Nuovi scontri nel Sichuan. Almeno 8 tibetani sarebbero stati uccisi a colpi di arma da fuoco dalla polizia, durante disordini scoppiati giovedì sera nei pressi di un monastero del Sichuan, nella Cina sud-occidentale. Lo afferma la International Campaign for Tibet. Ieri l’agenzia ufficiale Nuova Cina aveva parlatio solo del ferimento di un funzionario della locale assemblea del popolo. Gli incidenti sono avvenuti vicino al monastero di Donggu, che ospita 350 monaci, nella contea di Garze. Secondo Nuova Cina, i manifestanti avrebbero "attaccato la sede del governo locale", costringendo la forze di sicurezza a reagire. Secondo la versione dell’organizzazione pro-Tibet, la polizia avrebbe aperto il fuoco su una folla di alcune centinaia di monaci e di civili, che protestavano in seguito a un incidente in cui alcuni monaci erano stati arrestati per essersi opposti alla campagna di "educazione patriottica" condotta dalle autorità cinesi.
"Dalai Lama: se mi invitano, andò a Pechino". Prove di dialogo dal governo tibetano in esilio. Il primo ministro, Samdong Rinpoche, ha dichiarato che il Dalai Lama è pronto a partecipare alle Olimpiadi se verrà invitato dalla Cina. Ma a una condizione: "Che vi sia un allentamento della repressione. La Cina deve rilasciare tutti i prigionieri e prestare cure mediche ai feriti".
Quasi un mese di proteste. L’ondata di proteste tibetane contro il governo di Pechino è iniziata il 10 marzo scorso, con manifestazioni condotte dai monaci buddisti sfociate in violenze, nelle quali sono morte 20 persone secondo la Cina e circa 140 secondo gli esuli tibetani. La rivolta si è estesa alle zone a popolazione tibetana di tre province confinanti con la Regione Autonoma del Tibet: Sichuan, Gansu e Qinghai.

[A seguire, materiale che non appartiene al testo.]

//! TUI application state and logic

use super::celebration::Celebration;
use super::rendering::{key_at, new_game_rect, screen_layout};
use crate::config::GameConfig;
use crate::core::{Board, GameState, GuessOutcome, Letter};
use crate::registry::Registry;
use anyhow::Result;
use crossterm::{
    event::{
        self, DisableMouseCapture, EnableMouseCapture, Event, KeyCode, KeyEvent, KeyEventKind,
        KeyModifiers, MouseButton, MouseEvent, MouseEventKind,
    },
    execute,
    terminal::{EnterAlternateScreen, LeaveAlternateScreen, disable_raw_mode, enable_raw_mode},
};
use log::{debug, info};
use rand::rngs::StdRng;
use ratatui::{
    Terminal,
    backend::CrosstermBackend,
    layout::{Position, Rect},
};
use std::io;
use std::time::{Duration, Instant};

/// Application state
///
/// The single owner of the game state; all mutation happens here, on the
/// event loop.
pub struct App {
    pub registry: Registry,
    pub state: GameState,
    pub config: GameConfig,
    pub celebration: Option<Celebration>,
    pub stats: Statistics,
    pub should_quit: bool,
    rng: StdRng,
}

#[derive(Debug, Default, Clone, PartialEq, Eq)]
pub struct Statistics {
    pub total_games: usize,
    pub games_won: usize,
    pub games_lost: usize,
    /// Consecutive wins
    pub streak: usize,
}

impl App {
    /// Start a session with a random first word
    #[must_use]
    pub fn new(registry: Registry, config: GameConfig, mut rng: StdRng) -> Self {
        let state = GameState::random(&registry, &mut rng);
        Self::with_state(registry, config, state, rng)
    }

    /// Start a session from an existing game
    #[must_use]
    pub fn with_state(
        registry: Registry,
        config: GameConfig,
        state: GameState,
        rng: StdRng,
    ) -> Self {
        Self {
            registry,
            state,
            config,
            celebration: None,
            stats: Statistics::default(),
            should_quit: false,
            rng,
        }
    }

    #[must_use]
    pub const fn board(&self) -> Board<'_> {
        self.state.board(&self.registry)
    }

    /// Guess a letter from the on-screen keyboard
    ///
    /// Returns `None` when the keyboard is disabled (game over).
    pub fn press_letter(&mut self, letter: Letter) -> Option<GuessOutcome> {
        if self.board().is_over() {
            return None;
        }

        let outcome = self.state.guess(letter);
        if self.board().is_over() {
            self.finish_game();
        }
        Some(outcome)
    }

    fn finish_game(&mut self) {
        let won = self.board().is_won();
        self.stats.total_games += 1;

        if won {
            self.stats.games_won += 1;
            self.stats.streak += 1;
            info!(
                "won '{}' with {} wrong guesses",
                self.state.secret(),
                self.board().wrong_guess_count()
            );

            let cfg = &self.config.celebration;
            if cfg.enabled {
                self.celebration = Some(Celebration::burst(
                    cfg.particles,
                    cfg.gravity,
                    &mut self.rng,
                ));
            }
        } else {
            self.stats.games_lost += 1;
            self.stats.streak = 0;
            info!("lost '{}'", self.state.secret());
        }
    }

    /// Resample the secret word and clear all guesses
    pub fn new_game(&mut self) {
        self.state.reset(&self.registry, &mut self.rng);
        self.celebration = None;
    }

    /// Advance animations
    pub fn on_tick(&mut self, dt: Duration) {
        if let Some(celebration) = self.celebration.as_mut() {
            celebration.tick(dt);
            if celebration.is_finished() {
                debug!("celebration finished after {:?}", celebration.elapsed());
                self.celebration = None;
            }
        }
    }

    pub fn handle_key(&mut self, key: KeyEvent) {
        // Only process key press events (fixes Windows double-input bug)
        if key.kind != KeyEventKind::Press {
            return;
        }

        let over = self.board().is_over();
        match key.code {
            KeyCode::Char('c') if key.modifiers.contains(KeyModifiers::CONTROL) => {
                self.should_quit = true;
            }
            KeyCode::Esc => {
                self.should_quit = true;
            }
            KeyCode::Char('q' | 'Q') if over => {
                self.should_quit = true;
            }
            KeyCode::Char('n' | 'N') | KeyCode::Enter if over => {
                self.new_game();
            }
            KeyCode::Char(c) => {
                if let Ok(letter) = Letter::new(c) {
                    self.press_letter(letter);
                }
            }
            _ => {}
        }
    }

    /// Handle a mouse event on a screen of size `area`
    pub fn handle_mouse(&mut self, mouse: MouseEvent, area: Rect) {
        if mouse.kind != MouseEventKind::Down(MouseButton::Left) {
            return;
        }

        let position = Position::new(mouse.column, mouse.row);
        let layout = self.config.display.keyboard;

        if self.board().is_over() {
            let screen = screen_layout(area, layout);
            if new_game_rect(screen.new_game).contains(position) {
                self.new_game();
            }
        } else if let Some(letter) = key_at(area, layout, position) {
            self.press_letter(letter);
        }
    }
}

/// Run the TUI application
///
/// # Errors
///
/// Returns an error if terminal setup/cleanup fails or if there's an I/O error
/// during rendering or event handling.
pub fn run_tui(app: App) -> Result<()> {
    // Setup terminal
    enable_raw_mode()?;
    let mut stdout = io::stdout();
    execute!(stdout, EnterAlternateScreen, EnableMouseCapture)?;
    let backend = CrosstermBackend::new(stdout);
    let mut terminal = Terminal::new(backend)?;

    // Run app
    let res = run_app(&mut terminal, app);

    // Restore terminal
    disable_raw_mode()?;
    execute!(
        terminal.backend_mut(),
        LeaveAlternateScreen,
        DisableMouseCapture
    )?;
    terminal.show_cursor()?;

    res
}

fn run_app<B: ratatui::backend::Backend>(terminal: &mut Terminal<B>, mut app: App) -> Result<()> {
    let tick_rate = Duration::from_millis(app.config.display.tick_rate_ms);
    let mut last_tick = Instant::now();

    loop {
        terminal.draw(|f| super::rendering::ui(f, &app))?;

        let timeout = tick_rate.saturating_sub(last_tick.elapsed());
        if event::poll(timeout)? {
            match event::read()? {
                Event::Key(key) => app.handle_key(key),
                Event::Mouse(mouse) => {
                    let size = terminal.size()?;
                    app.handle_mouse(mouse, Rect::new(0, 0, size.width, size.height));
                }
                _ => {}
            }
        }

        if last_tick.elapsed() >= tick_rate {
            app.on_tick(last_tick.elapsed());
            last_tick = Instant::now();
        }

        if app.should_quit {
            break;
        }
    }

    Ok(())
}

#[cfg(test)]
mod tests {
    use super::*;
    use crate::core::{GameStatus, SecretWord};
    use crate::interactive::rendering::{key_rects, ui};
    use crossterm::event::{KeyEventState, MouseEvent};
    use rand::SeedableRng;
    use ratatui::backend::TestBackend;

    const AREA: Rect = Rect {
        x: 0,
        y: 0,
        width: 100,
        height: 40,
    };

    fn new_app(word: &str) -> App {
        let state = GameState::new(SecretWord::new(word).unwrap());
        App::with_state(
            Registry::builtin(),
            GameConfig::default(),
            state,
            StdRng::seed_from_u64(21),
        )
    }

    fn press(app: &mut App, code: KeyCode) {
        app.handle_key(KeyEvent {
            code,
            modifiers: KeyModifiers::NONE,
            kind: KeyEventKind::Press,
            state: KeyEventState::NONE,
        });
    }

    fn type_letters(app: &mut App, letters: &str) {
        for c in letters.chars() {
            press(app, KeyCode::Char(c));
        }
    }

    fn click(app: &mut App, x: u16, y: u16) {
        app.handle_mouse(
            MouseEvent {
                kind: MouseEventKind::Down(MouseButton::Left),
                column: x,
                row: y,
                modifiers: KeyModifiers::NONE,
            },
            AREA,
        );
    }

    fn screen_text(app: &App) -> String {
        let mut terminal = Terminal::new(TestBackend::new(AREA.width, AREA.height)).unwrap();
        terminal.draw(|f| ui(f, app)).unwrap();
        terminal
            .backend()
            .buffer()
            .content()
            .iter()
            .map(ratatui::buffer::Cell::symbol)
            .collect()
    }

    #[test]
    fn typing_guesses_letters() {
        let mut app = new_app("ruby");
        type_letters(&mut app, "rz");
        assert_eq!(app.state.guessed().len(), 2);
        assert_eq!(app.board().wrong_guess_count(), 1);
    }

    #[test]
    fn winning_starts_celebration_and_counts_stats() {
        let mut app = new_app("go");
        type_letters(&mut app, "go");

        assert_eq!(app.board().status(), GameStatus::Won);
        assert!(app.celebration.is_some());
        assert_eq!(app.stats.games_won, 1);
        assert_eq!(app.stats.streak, 1);
        assert_eq!(app.stats.total_games, 1);
    }

    #[test]
    fn celebration_runs_once_and_ends() {
        let mut app = new_app("go");
        type_letters(&mut app, "go");
        for _ in 0..600 {
            app.on_tick(Duration::from_millis(33));
        }
        assert!(app.celebration.is_none());
        // still won, but no new burst
        assert!(app.board().is_won());
    }

    #[test]
    fn celebration_can_be_disabled() {
        let mut app = new_app("go");
        app.config.celebration.enabled = false;
        type_letters(&mut app, "go");
        assert!(app.board().is_won());
        assert!(app.celebration.is_none());
    }

    #[test]
    fn keyboard_disabled_after_loss() {
        let mut app = new_app("go");
        type_letters(&mut app, "abcdefhi");
        assert!(app.board().is_lost());
        assert_eq!(app.stats.games_lost, 1);
        assert_eq!(app.stats.streak, 0);

        assert_eq!(app.press_letter(Letter::new('g').unwrap()), None);
        assert_eq!(app.state.guessed().len(), 8);
        // a ninth wrong guess never happens
        assert_eq!(app.board().wrong_guess_count(), 8);
    }

    #[test]
    fn enter_starts_new_game_only_when_over() {
        let mut app = new_app("go");
        type_letters(&mut app, "z");
        press(&mut app, KeyCode::Enter);
        assert_eq!(app.state.guessed().len(), 1);

        type_letters(&mut app, "go");
        assert!(app.board().is_over());
        press(&mut app, KeyCode::Enter);
        assert!(app.state.guessed().is_empty());
        assert!(!app.board().is_over());
        assert!(app.celebration.is_none());
    }

    #[test]
    fn n_is_a_guess_while_playing() {
        let mut app = new_app("python");
        type_letters(&mut app, "n");
        assert_eq!(app.state.guessed(), &[Letter::new('n').unwrap()]);
    }

    #[test]
    fn quit_keys() {
        let mut app = new_app("go");
        press(&mut app, KeyCode::Char('q'));
        assert!(!app.should_quit, "q is a guess while playing");

        app.handle_key(KeyEvent::new(KeyCode::Char('c'), KeyModifiers::CONTROL));
        assert!(app.should_quit);

        let mut app2 = new_app("go");
        press(&mut app2, KeyCode::Esc);
        assert!(app2.should_quit);
    }

    #[test]
    fn uppercase_controls_after_game_over() {
        let mut app = new_app("go");
        type_letters(&mut app, "go");
        press(&mut app, KeyCode::Char('N'));
        assert!(app.state.guessed().is_empty());
        assert!(!app.board().is_over());

        let mut app = new_app("go");
        type_letters(&mut app, "go");
        press(&mut app, KeyCode::Char('Q'));
        assert!(app.should_quit);
    }

    #[test]
    fn release_events_are_ignored() {
        let mut app = new_app("go");
        app.handle_key(KeyEvent {
            code: KeyCode::Char('g'),
            modifiers: KeyModifiers::NONE,
            kind: KeyEventKind::Release,
            state: KeyEventState::NONE,
        });
        assert!(app.state.guessed().is_empty());
    }

    #[test]
    fn clicking_a_key_guesses_it() {
        let mut app = new_app("go");
        let screen = screen_layout(AREA, app.config.display.keyboard);
        let (_, rect) = key_rects(screen.keyboard, app.config.display.keyboard)
            .into_iter()
            .find(|(letter, _)| letter.as_char() == 'g')
            .unwrap();

        click(&mut app, rect.x + 2, rect.y + 1);
        assert_eq!(app.state.guessed(), &[Letter::new('g').unwrap()]);
    }

    #[test]
    fn clicking_new_game_restarts() {
        let mut app = new_app("go");
        type_letters(&mut app, "go");
        let screen = screen_layout(AREA, app.config.display.keyboard);
        let button = new_game_rect(screen.new_game);

        click(&mut app, button.x + 1, button.y + 1);
        assert!(app.state.guessed().is_empty());
    }

    #[test]
    fn screen_shows_title_and_chips() {
        let app = new_app("ruby");
        let text = screen_text(&app);
        assert!(text.contains("Assembly: Endgame"));
        assert!(text.contains("8 attempts"));
        assert!(text.contains("HTML"));
        assert!(!text.contains("New Game"));
    }

    #[test]
    fn screen_shows_win_banner() {
        let mut app = new_app("go");
        app.config.celebration.enabled = false;
        type_letters(&mut app, "go");
        let text = screen_text(&app);
        assert!(text.contains("You win!"));
        assert!(text.contains("New Game"));
    }

    #[test]
    fn screen_shows_loss_banner() {
        let mut app = new_app("go");
        type_letters(&mut app, "abcdefhi");
        let text = screen_text(&app);
        assert!(text.contains("You lost!"));
        assert!(text.contains("New Game"));
    }

    #[test]
    fn screen_renders_with_confetti() {
        let mut app = new_app("go");
        type_letters(&mut app, "go");
        for _ in 0..30 {
            app.on_tick(Duration::from_millis(33));
        }
        // must not panic drawing particles near the edges
        let _ = screen_text(&app);
    }
}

* la Repubblica, 5 aprile 2008.
TIBET: CINA CHIEDE AGLI USA DI SOSTENERE POSIZIONE GOVERNO PECHINO
Pechino, 2 apr. (Adnkronos/Xin) - La Cina ha esortato oggi gli Stati Uniti a comprendere la vera natura di quella che Pechino ha definito la cricca del Dalai Lama, sostenere la giusta posizione del governo e del popolo cinesi. Questo quanto dichiarato dal ministro degli Esteri Yang Jiechi nel corso di un incontro oggi con il segretario americano al tesoro, Henry M. Paulson, rappresentante speciale del presidente George Bush, a Pechino. A riferirne e’ l’agenzia di stampa cinese Xinhua.